In early colonial Australia, horses were at a premium. In the 1790s, policing of convicts and bushrangers in the confined region of the Sydney basin was conducted on foot by night watchmen, constables and the colonial military.

By 1801, the then Governor King formed a Body Guard of Light Horse for dispatching his messages to the interior and as a useful personal escort.

By 1816, at the height of the Sydney Wars of Aboriginal resistance, the numbers of horses in the colony had grown.

Their importance as mounted reconnaissance and for use by messengers was critical to Governor Macquarie’s infamous campaign, which ended in the Appin Massacre of April 17, 1816.

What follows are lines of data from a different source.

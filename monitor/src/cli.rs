//! # CLI Interface
//!
//! Defines the command-line argument structure for `headlight-monitor`
//! using `clap` derive. Three subcommands: `run`, `status`, and `version`.

use clap::{Parser, Subcommand};

/// Headlight light-client monitor.
///
/// Connects one session to the light-client engine, tracks its status,
/// block height, and recent head changes, and serves that read model over
/// a read-only HTTP/WebSocket API with Prometheus metrics.
#[derive(Parser, Debug)]
#[command(
    name = "headlight-monitor",
    about = "Light-client status monitor",
    version,
    propagate_version = true
)]
pub struct MonitorCli {
    /// Subcommand to execute.
    #[command(subcommand)]
    pub command: Commands,
}

/// Top-level subcommands for the monitor binary.
#[derive(Subcommand, Debug)]
pub enum Commands {
    /// Start the monitor.
    Run(RunArgs),
    /// Query the status endpoint of a running monitor.
    Status(StatusArgs),
    /// Print version information and exit.
    Version,
}

/// Arguments for the `run` subcommand.
#[derive(Parser, Debug)]
pub struct RunArgs {
    /// Engine network to connect to: mainalbatross, testalbatross, or
    /// devalbatross.
    #[arg(long, env = "HEADLIGHT_NETWORK", default_value = "testalbatross")]
    pub network: String,

    /// Port for the read-only HTTP/WebSocket API.
    #[arg(long, env = "HEADLIGHT_API_PORT", default_value_t = headlight_client::config::DEFAULT_API_PORT)]
    pub api_port: u16,

    /// Port for the Prometheus metrics endpoint.
    #[arg(long, env = "HEADLIGHT_METRICS_PORT", default_value_t = headlight_client::config::DEFAULT_METRICS_PORT)]
    pub metrics_port: u16,

    /// Height poll interval in seconds.
    #[arg(long, env = "HEADLIGHT_POLL_INTERVAL", default_value_t = 10)]
    pub poll_interval_secs: u64,

    /// Log output format: pretty or json.
    #[arg(long, env = "HEADLIGHT_LOG_FORMAT", default_value = "pretty")]
    pub log_format: String,
}

/// Arguments for the `status` subcommand.
#[derive(Parser, Debug)]
pub struct StatusArgs {
    /// API endpoint of the running monitor.
    #[arg(long, default_value = "http://127.0.0.1:8640")]
    pub api_url: String,
}

#[cfg(test)]
mod tests {
    use super::*;
    use clap::CommandFactory;

    #[test]
    fn verify_cli_structure() {
        // Ensures the derive macros produce a valid CLI definition.
        MonitorCli::command().debug_assert();
    }

    #[test]
    fn run_defaults_to_the_test_network() {
        let cli = MonitorCli::parse_from(["headlight-monitor", "run"]);
        match cli.command {
            Commands::Run(args) => {
                assert_eq!(args.network, "testalbatross");
                assert_eq!(args.poll_interval_secs, 10);
            }
            other => panic!("expected run, got {:?}", other),
        }
    }
}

Mounted police, gold escort guard/ sketched on the spot by S.T. Gill.
Along with firearms and disease, the horse was a key element in occupying Aboriginal land and controlling the largely convict workforce on the frontier.
NLA/Trove

The horse as a key element of occupation

Along with firearms and disease, the horse was a key element in occupying Aboriginal land and controlling the largely convict workforce on the frontier.

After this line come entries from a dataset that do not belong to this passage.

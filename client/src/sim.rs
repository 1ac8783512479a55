//! # Simulated Engine
//!
//! A stand-in for the real light-client engine: it fabricates a chain that
//! grows on a fixed tick, with an occasional rebranch thrown in so the
//! head-change plumbing sees non-trivial events. Used by the monitor binary
//! on devnets and by the integration tests — the session logic cannot tell
//! the difference, which is the point of the trait boundary.
//!
//! The feed is deterministic: block N has hash `{:064x}` of N, and every
//! tenth block arrives as a rebranch that reverts its predecessor.

use std::collections::HashMap;
use std::sync::atomic::{AtomicBool, AtomicU64, Ordering};
use std::sync::Arc;
use std::time::Duration;

use async_trait::async_trait;
use parking_lot::Mutex;
use tokio::task::JoinHandle;
use tracing::debug;

use crate::config::ClientConfiguration;
use crate::engine::{EngineConnector, EngineError, EngineHandle, HeadEvent, HeadListener, ListenerId};

/// Default interval between fabricated blocks.
const DEFAULT_BLOCK_TICK: Duration = Duration::from_secs(1);

/// Every this many blocks, the feed emits a rebranch instead of a plain
/// extension.
const REBRANCH_EVERY: u64 = 10;

/// Deterministic hash for a simulated block.
fn block_hash(height: u64) -> String {
    format!("{:064x}", height)
}

// ---------------------------------------------------------------------------
// Connector
// ---------------------------------------------------------------------------

/// Connector producing simulated engine handles.
pub struct SimulatedEngine {
    tick: Duration,
    failure: Option<String>,
    available: bool,
}

impl SimulatedEngine {
    /// A healthy engine producing a block every second.
    pub fn new() -> Self {
        Self::with_tick(DEFAULT_BLOCK_TICK)
    }

    /// A healthy engine with a custom block interval.
    pub fn with_tick(tick: Duration) -> Self {
        Self {
            tick,
            failure: None,
            available: true,
        }
    }

    /// A connector whose `connect` fails with the given message. For
    /// exercising the error path end to end.
    pub fn failing(message: impl Into<String>) -> Self {
        Self {
            tick: DEFAULT_BLOCK_TICK,
            failure: Some(message.into()),
            available: true,
        }
    }

    /// A connector that reports the current context cannot host the
    /// engine at all.
    pub fn unavailable() -> Self {
        Self {
            tick: DEFAULT_BLOCK_TICK,
            failure: None,
            available: false,
        }
    }
}

impl Default for SimulatedEngine {
    fn default() -> Self {
        Self::new()
    }
}

#[async_trait]
impl EngineConnector for SimulatedEngine {
    fn is_available(&self) -> bool {
        self.available
    }

    async fn connect(
        &self,
        config: &ClientConfiguration,
    ) -> Result<Arc<dyn EngineHandle>, EngineError> {
        if let Some(message) = &self.failure {
            return Err(EngineError::new(message.clone()));
        }
        debug!(network = %config.network, "simulated engine connecting");
        Ok(SimulatedHandle::spawn(self.tick))
    }
}

// ---------------------------------------------------------------------------
// Handle
// ---------------------------------------------------------------------------

/// A live simulated engine instance. Owns the feed task that advances the
/// fabricated chain and notifies listeners.
pub struct SimulatedHandle {
    height: Arc<AtomicU64>,
    listeners: Arc<Mutex<HashMap<u64, HeadListener>>>,
    next_listener: AtomicU64,
    feed: Mutex<Option<JoinHandle<()>>>,
    disconnected: AtomicBool,
}

impl SimulatedHandle {
    fn spawn(tick: Duration) -> Arc<Self> {
        let height = Arc::new(AtomicU64::new(0));
        let listeners: Arc<Mutex<HashMap<u64, HeadListener>>> =
            Arc::new(Mutex::new(HashMap::new()));

        let feed_height = Arc::clone(&height);
        let feed_listeners = Arc::clone(&listeners);
        let feed = tokio::spawn(async move {
            let mut ticker = tokio::time::interval(tick);
            // The immediate first tick would emit block 0; skip it.
            ticker.tick().await;
            loop {
                ticker.tick().await;
                let h = feed_height.fetch_add(1, Ordering::SeqCst) + 1;
                let event = if h % REBRANCH_EVERY == 0 && h > 1 {
                    // Pretend the previous head lost a fork race.
                    HeadEvent {
                        hash: block_hash(h),
                        reason: "rebranched".into(),
                        reverted_block_hashes: vec![block_hash(h - 1)],
                        adopted_block_hashes: vec![
                            format!("{:064x}", (h - 1) ^ 0xff),
                            block_hash(h),
                        ],
                    }
                } else {
                    HeadEvent {
                        hash: block_hash(h),
                        reason: "extended".into(),
                        reverted_block_hashes: vec![],
                        adopted_block_hashes: vec![block_hash(h)],
                    }
                };
                for listener in feed_listeners.lock().values() {
                    listener(event.clone());
                }
            }
        });

        Arc::new(Self {
            height,
            listeners,
            next_listener: AtomicU64::new(1),
            feed: Mutex::new(Some(feed)),
            disconnected: AtomicBool::new(false),
        })
    }

    fn ensure_connected(&self) -> Result<(), EngineError> {
        if self.disconnected.load(Ordering::SeqCst) {
            Err(EngineError::new("engine is disconnected"))
        } else {
            Ok(())
        }
    }
}

#[async_trait]
impl EngineHandle for SimulatedHandle {
    async fn add_head_listener(&self, listener: HeadListener) -> Result<ListenerId, EngineError> {
        self.ensure_connected()?;
        let id = self.next_listener.fetch_add(1, Ordering::SeqCst);
        self.listeners.lock().insert(id, listener);
        Ok(ListenerId(id))
    }

    async fn remove_listener(&self, id: ListenerId) -> Result<(), EngineError> {
        self.ensure_connected()?;
        self.listeners.lock().remove(&id.0);
        Ok(())
    }

    async fn block_number(&self) -> Result<u64, EngineError> {
        self.ensure_connected()?;
        Ok(self.height.load(Ordering::SeqCst))
    }

    async fn disconnect(&self) -> Result<(), EngineError> {
        // Idempotent: only the first call tears the feed down.
        if !self.disconnected.swap(true, Ordering::SeqCst) {
            if let Some(feed) = self.feed.lock().take() {
                feed.abort();
            }
            self.listeners.lock().clear();
            debug!("simulated engine disconnected");
        }
        Ok(())
    }
}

In the early 1820s, west of the Blue Mountains, the use of horses in the open terrain of the Bathurst Plains was critical in capturing escaped convicts and bushrangers, as well as defending remote outstations against attacks from Wiradjuri people.

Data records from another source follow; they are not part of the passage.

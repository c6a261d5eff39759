//! JSON export documents.
//!
//! - Bulk: `content-extraction-export-<YYYY-MM-DD>.json` holding every record
//!   without its ID, plus the export time and item count.
//! - Single: `content-<domain>-<epoch-ms>.json` holding one record's
//!   url, summary, key points and extraction time.

use std::path::{Path, PathBuf};

use anyhow::{Context, Result};
use chrono::{DateTime, Utc};
use serde::{Deserialize, Serialize};
use tokio::fs;

use crate::domain::{iso_millis, ContentRecord};

/// A record as it appears in a bulk export (everything but the ID)
#[derive(Debug, Clone, PartialEq, Eq, Serialize, Deserialize)]
#[serde(rename_all = "camelCase")]
pub struct ExportedRecord {
    pub url: String,
    pub summary: String,
    pub key_points: Vec<String>,
    #[serde(with = "iso_millis")]
    pub extracted_at: DateTime<Utc>,
    pub domain: String,
    #[serde(default, skip_serializing_if = "Option::is_none")]
    pub title: Option<String>,
}

impl From<&ContentRecord> for ExportedRecord {
    fn from(record: &ContentRecord) -> Self {
        Self {
            url: record.url.clone(),
            summary: record.summary.clone(),
            key_points: record.key_points.clone(),
            extracted_at: record.extracted_at,
            domain: record.domain.clone(),
            title: record.title.clone(),
        }
    }
}

/// Whole-library export document
#[derive(Debug, Clone, PartialEq, Eq, Serialize, Deserialize)]
#[serde(rename_all = "camelCase")]
pub struct BulkExport {
    #[serde(with = "iso_millis")]
    pub exported_at: DateTime<Utc>,
    pub total_items: usize,
    pub contents: Vec<ExportedRecord>,
}

impl BulkExport {
    /// Export `records` in their current (newest-first) order
    pub fn new(records: &[ContentRecord], exported_at: DateTime<Utc>) -> Self {
        Self {
            exported_at,
            total_items: records.len(),
            contents: records.iter().map(ExportedRecord::from).collect(),
        }
    }

    /// `content-extraction-export-<YYYY-MM-DD>.json` (UTC date)
    pub fn file_name(&self) -> String {
        format!(
            "content-extraction-export-{}.json",
            self.exported_at.format("%Y-%m-%d")
        )
    }
}

/// Single-record export document
#[derive(Debug, Clone, PartialEq, Eq, Serialize, Deserialize)]
#[serde(rename_all = "camelCase")]
pub struct RecordExport {
    pub url: String,
    pub summary: String,
    pub key_points: Vec<String>,
    #[serde(with = "iso_millis")]
    pub extracted_at: DateTime<Utc>,
}

impl RecordExport {
    pub fn new(record: &ContentRecord) -> Self {
        Self {
            url: record.url.clone(),
            summary: record.summary.clone(),
            key_points: record.key_points.clone(),
            extracted_at: record.extracted_at,
        }
    }

    /// `content-<domain>-<epoch-ms>.json`, stamped with the export time
    pub fn file_name(domain: &str, exported_at: DateTime<Utc>) -> String {
        format!("content-{}-{}.json", domain, exported_at.timestamp_millis())
    }
}

/// Clipboard payload: summary and key points only
#[derive(Debug, Clone, PartialEq, Eq, Serialize, Deserialize)]
#[serde(rename_all = "camelCase")]
pub struct CopyPayload {
    pub summary: String,
    pub key_points: Vec<String>,
}

impl From<&ContentRecord> for CopyPayload {
    fn from(record: &ContentRecord) -> Self {
        Self {
            summary: record.summary.clone(),
            key_points: record.key_points.clone(),
        }
    }
}

/// Pretty-print `document` (2-space indent) as `dir/file_name`
pub async fn write_document<T: Serialize>(
    dir: &Path,
    file_name: &str,
    document: &T,
) -> Result<PathBuf> {
    fs::create_dir_all(dir)
        .await
        .with_context(|| format!("Failed to create export directory: {}", dir.display()))?;

    let path = dir.join(file_name);
    let content = serde_json::to_string_pretty(document).context("Failed to serialize export")?;
    fs::write(&path, content)
        .await
        .with_context(|| format!("Failed to write export: {}", path.display()))?;

    Ok(path)
}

Early intrusions into Wiradjuri land were not so much by British colonists, but by the animals they brought with them. In what is now recognised as “co-colonisation”, cattle and sheep did a lot of the hard yards for the British, often well before they arrived in Aboriginal lands.

In 1817, Surveyor General John Oxley thought he was well beyond the limits of settlement when, as he wrote:

to our great surprise we found the distinct marks of cattle tracks [that] must have strayed from Bathurst, from which place we were now distant in a direct line between eighty and ninety miles.

From a colonial cavalry to mounted police

During the first Wiradjuri War of Resistance between 1822 and 1824, calls were made to the colonial authorities for the formation of a civilian “colonial cavalry” to assist the beleaguered and overstretched military forces. My (Stephen Gapps) forthcoming book, developed in consultation with Wiradjuri community members in central west region of NSW, The Bathurst War, looks in deeper detail at this period.

It was hoped colonial farmers would be their own first line of defence against Aboriginal warrior raids on sheep and cattle stations.

Governor Brisbane wrote to London that in 1824 a mounted force was becoming “daily more essential [for the] vital interests of the of the Colony”.

But by August that year, heavily armed and mounted settlers, overseers and their armed convict workers had decimated Wiradjuri resistance before a formal cavalry militia was established.

After possibly hundreds of Wiradjuri people had been massacred by heavily armed and mounted settlers, a “Horse Patrol” was created in 1825, which soon formally became the Mounted Police.

The Mounted Police were critical during a spree of bushranging soon after — a largely unanticipated side-effect of arming of convict stockworkers to defend themselves against Wiradjuri attacks in 1824.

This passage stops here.